From Goetz, Peierls, Bloch et al. 2006: Java Concurrency in Practice
3.1.2. Non-atomic 64-bit operations
When a stream reads a variable without synchronization, it can see an obsolete value, but at least it sees a value that is actually put there by some stream, and not some random value. This security guarantee is called ultra-thin security.
Interference protection for all variables, with one exception: 64-bit numeric variables (double and long) that are not declared mutable (see section 3.1.4). The Java memory model requires the retrieval and storage operations to be atomic, but for non-volatile long and double variables, the JVM is allowed to treat 64-bit read or write as two separate 32-bit operations. If reading and writing occur in different streams, it is therefore possible to read durability and return high 32 bits of one value and low 32 bits of another. [3]
Thus, even if you do not need obsolete values, it is unsafe to use shared modified long and double variables in multi-threaded programs unless they are declared mutable or not protected by a lock.
[3] When the specification of the Java virtual machine was written, many widely used processor architectures could not efficiently provide atomic 64-bit arithmetic operations.

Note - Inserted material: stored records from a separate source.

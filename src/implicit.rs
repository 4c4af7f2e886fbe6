// SPDX-License-Identifier: MIT OR Apache-2.0

use core::ops::Range;

use crate::class::{is_high_surrogate, is_low_surrogate};
use crate::tables::IMPLICIT_PUSH;
use crate::DirectionClass;

/// Level that marks a paragraph separator until [`restore_paragraph_levels`] runs
pub const PARAGRAPH_TERMINATOR_LEVEL: u8 = 255;

#[inline]
fn class_bucket(class: DirectionClass) -> Option<usize> {
    match class {
        DirectionClass::Left => Some(0),
        DirectionClass::Right => Some(1),
        DirectionClass::ArabicNumber => Some(2),
        DirectionClass::EuropeanNumber => Some(3),
        _ => None,
    }
}

/// Turn resolved classes into final levels over `range`, rules I1, I2 and the separator part
/// of L1.
///
/// `original` holds the classes before explicit processing; segment separators in it are set to
/// `base_level`. The range is scanned from the end so both halves of a surrogate pair are
/// assigned together.
pub fn resolve_implicit_levels(
    text: &[u16],
    classes: &[DirectionClass],
    original: &[DirectionClass],
    levels: &mut [u8],
    range: Range<usize>,
    base_level: u8,
) {
    let mut i = range.end;
    while i > range.start {
        i -= 1;
        let level = if original[i] == DirectionClass::SegmentSeparator {
            base_level
        } else if let Some(bucket) = class_bucket(classes[i]) {
            levels[i] + IMPLICIT_PUSH[(levels[i] & 1) as usize][bucket]
        } else {
            debug_assert!(false, "unresolved {:?} at {}", classes[i], i);
            levels[i]
        };
        levels[i] = level;
        if i > range.start && is_low_surrogate(text[i]) && is_high_surrogate(text[i - 1]) {
            i -= 1;
            levels[i] = level;
        }
    }
}

/// Give paragraph separators the paragraph level (L1)
pub fn restore_paragraph_levels(levels: &mut [u8], base_level: u8) {
    for level in levels
        .iter_mut()
        .filter(|level| **level == PARAGRAPH_TERMINATOR_LEVEL)
    {
        *level = base_level;
    }
}

#[cfg(test)]
mod tests {
    use super::*;
    use DirectionClass::*;

    #[test]
    fn pushes() {
        let text = [0u16; 4];
        let classes = [Left, Right, ArabicNumber, EuropeanNumber];
        let mut levels = [0; 4];
        resolve_implicit_levels(&text, &classes, &classes, &mut levels, 0..4, 0);
        assert_eq!(levels, [0, 1, 2, 2]);

        let mut levels = [1; 4];
        resolve_implicit_levels(&text, &classes, &classes, &mut levels, 0..4, 1);
        assert_eq!(levels, [2, 1, 2, 2]);
    }

    #[test]
    fn segment_separator_resets() {
        let text = [0u16; 3];
        let classes = [Right, Right, Right];
        let original = [Right, SegmentSeparator, Right];
        let mut levels = [2; 3];
        resolve_implicit_levels(&text, &classes, &original, &mut levels, 0..3, 0);
        assert_eq!(levels, [3, 0, 3]);
    }

    #[test]
    fn terminator_levels() {
        let mut levels = [0, PARAGRAPH_TERMINATOR_LEVEL, 1];
        restore_paragraph_levels(&mut levels, 1);
        assert_eq!(levels, [0, 1, 1]);
    }
}
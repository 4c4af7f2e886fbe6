// SPDX-License-Identifier: MIT OR Apache-2.0

use crate::tables::{FastClass, FAST_PATH_CLASS};
use crate::DirectionClass;

/// Resolve text made only of letters and neutrals without the state machine.
///
/// Every character ends up at `base_level` or one above it. Neutrals take the level above only
/// when both neighbouring strong characters are of the direction opposite to the paragraph.
/// `last_strong` is the strong class assumed before the text.
///
/// Returns the strong class in effect at the end, or `None` as soon as a class is found that
/// needs the general path; `classes` and `levels` are then only partly written.
pub fn resolve_fast_path(
    classes: &mut [DirectionClass],
    levels: &mut [u8],
    base_level: u8,
    last_strong: DirectionClass,
) -> Option<DirectionClass> {
    let base_class = DirectionClass::for_level(base_level);
    let flip_level = base_level + 1;
    let mut last_strong = last_strong;
    let mut neutral_start: Option<usize> = None;

    let flush = |classes: &mut [DirectionClass],
                 levels: &mut [u8],
                 start: usize,
                 end: usize,
                 before: DirectionClass,
                 after: DirectionClass| {
        let (class, level) = if before == after && before != base_class {
            (before, flip_level)
        } else {
            (base_class, base_level)
        };
        for i in start..end {
            // L1
            levels[i] = if classes[i] == DirectionClass::SegmentSeparator {
                base_level
            } else {
                level
            };
            classes[i] = class;
        }
    };

    for i in 0..classes.len() {
        let class = classes[i];
        match FAST_PATH_CLASS[class as usize] {
            FastClass::Left | FastClass::Right => {
                let strong = if FAST_PATH_CLASS[class as usize] == FastClass::Left {
                    DirectionClass::Left
                } else {
                    DirectionClass::Right
                };
                if let Some(start) = neutral_start.take() {
                    flush(classes, levels, start, i, direction(last_strong), strong);
                }
                classes[i] = strong;
                levels[i] = if strong == base_class {
                    base_level
                } else {
                    flip_level
                };
                last_strong = class;
            }
            FastClass::Neutral => {
                neutral_start.get_or_insert(i);
            }
            FastClass::Paragraph => {
                if let Some(start) = neutral_start.take() {
                    flush(classes, levels, start, i, direction(last_strong), base_class);
                }
                levels[i] = base_level;
                last_strong = base_class;
            }
            FastClass::Slow => {
                log::debug!("fast path stopped at {} by {:?}", i, class);
                return None;
            }
        }
    }
    if let Some(start) = neutral_start {
        flush(classes, levels, start, classes.len(), direction(last_strong), base_class);
    }
    Some(last_strong)
}

#[inline]
fn direction(class: DirectionClass) -> DirectionClass {
    if class == DirectionClass::Left {
        DirectionClass::Left
    } else {
        DirectionClass::Right
    }
}

#[cfg(test)]
mod tests {
    use super::*;
    #[cfg(not(feature = "std"))]
    use alloc::{vec, vec::Vec};
    use DirectionClass::*;

    fn fast(
        classes: &[DirectionClass],
        base_level: u8,
    ) -> Option<(Vec<DirectionClass>, Vec<u8>)> {
        let mut classes = classes.to_vec();
        let mut levels = vec![base_level; classes.len()];
        resolve_fast_path(
            &mut classes,
            &mut levels,
            base_level,
            DirectionClass::for_level(base_level),
        )?;
        Some((classes, levels))
    }

    #[test]
    fn neutrals_between_opposite_letters() {
        let (_, levels) =
            fast(&[Left, WhiteSpace, Right, OtherNeutral, Right, WhiteSpace], 0).unwrap();
        assert_eq!(levels, [0, 0, 1, 1, 1, 0]);

        let (classes, levels) = fast(&[Left, WhiteSpace, Left, Right], 1).unwrap();
        assert_eq!(levels, [2, 2, 2, 1]);
        assert_eq!(classes[1], Left);
    }

    #[test]
    fn separator_keeps_paragraph_level() {
        let (classes, levels) = fast(&[Right, SegmentSeparator, Right], 0).unwrap();
        assert_eq!(levels, [1, 0, 1]);
        assert_eq!(classes[1], Right);
    }

    #[test]
    fn paragraph_restarts_context() {
        let (_, levels) = fast(&[Right, ParagraphSeparator, WhiteSpace, Right], 0).unwrap();
        assert_eq!(levels, [1, 0, 0, 1]);
    }

    #[test]
    fn bails_on_numbers() {
        assert!(fast(&[Left, EuropeanNumber], 0).is_none());
        assert!(fast(&[Right, NonSpacingMark], 1).is_none());
        assert!(fast(&[LeftToRightEmbedding], 0).is_none());
    }
}
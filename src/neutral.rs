// SPDX-License-Identifier: MIT OR Apache-2.0

use core::ops::Range;

use crate::DirectionClass;

/// Direction a boundary character imposes on adjacent neutrals; numbers count as right-to-left
#[inline]
fn boundary_direction(class: DirectionClass) -> Option<DirectionClass> {
    match class {
        DirectionClass::Left => Some(DirectionClass::Left),
        DirectionClass::Right
        | DirectionClass::ArabicLetter
        | DirectionClass::ArabicNumber
        | DirectionClass::EuropeanNumber => Some(DirectionClass::Right),
        _ => None,
    }
}

/// Resolve a span of neutral characters to `Left` or `Right`, rules N1 and N2.
///
/// `before` and `after` are the resolved classes on either side of the span (or the run's
/// sor/eor). When both impose the same direction the span takes it, otherwise it takes the
/// embedding direction of `level`.
///
/// Returns `false` without writing anything if the span holds a class that is not neutral.
pub fn resolve_neutral_run(
    classes: &mut [DirectionClass],
    range: Range<usize>,
    before: DirectionClass,
    after: DirectionClass,
    level: u8,
) -> bool {
    if let Some(fixed) = classes[range.clone()].iter().find(|class| class.is_fixed()) {
        debug_assert!(false, "{:?} cannot be resolved as a neutral", fixed);
        log::warn!("refusing to resolve {:?} as a neutral", fixed);
        return false;
    }

    let class = match (boundary_direction(before), boundary_direction(after)) {
        (Some(before), Some(after)) if before == after => before,
        _ => DirectionClass::for_level(level),
    };
    classes[range].fill(class);
    true
}
// SPDX-License-Identifier: MIT OR Apache-2.0

use core::ops::Range;

use crate::{classify, decode_codepoint, DirectionClass};

/// An iterator over the paragraphs of UTF-16 text.
///
/// Yields the range of each paragraph without its separator. `\r\n` is one separator, and text
/// ending with a separator has no empty paragraph after it.
#[derive(Clone, Debug)]
pub struct BidiParagraphs<'text> {
    text: &'text [u16],
    position: usize,
}

impl<'text> BidiParagraphs<'text> {
    pub fn new(text: &'text [u16]) -> Self {
        Self { text, position: 0 }
    }
}

/// Length of the paragraph separator at `index`, or 0
fn separator_len(text: &[u16], index: usize) -> usize {
    let unit = text[index];
    // ASCII needs no table lookup
    if unit < 0x80 {
        return match unit {
            0x0D if text.get(index + 1) == Some(&0x0A) => 2,
            0x0A | 0x0D | 0x1C..=0x1E => 1,
            _ => 0,
        };
    }
    let (codepoint, _) = decode_codepoint(text, index);
    usize::from(classify(codepoint) == DirectionClass::ParagraphSeparator)
}

impl<'text> Iterator for BidiParagraphs<'text> {
    type Item = Range<usize>;

    fn next(&mut self) -> Option<Self::Item> {
        let start = self.position;
        if start >= self.text.len() {
            return None;
        }
        let mut i = start;
        while i < self.text.len() {
            let separator = separator_len(self.text, i);
            if separator > 0 {
                self.position = i + separator;
                return Some(start..i);
            }
            i += 1;
        }
        self.position = i;
        Some(start..i)
    }
}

This was written after the release of Java 5, released in 2004, with many changes aimed at simplifying multithreading and programming Concurrency. So why is it still applied? Even after ten years?
If this is only because you can run Java applications on 32-bit hardware, why is it not possible to run the JVM if necessary?
Wouldn't it be useful to be able to code multi-threaded applications with low latency without worrying about it?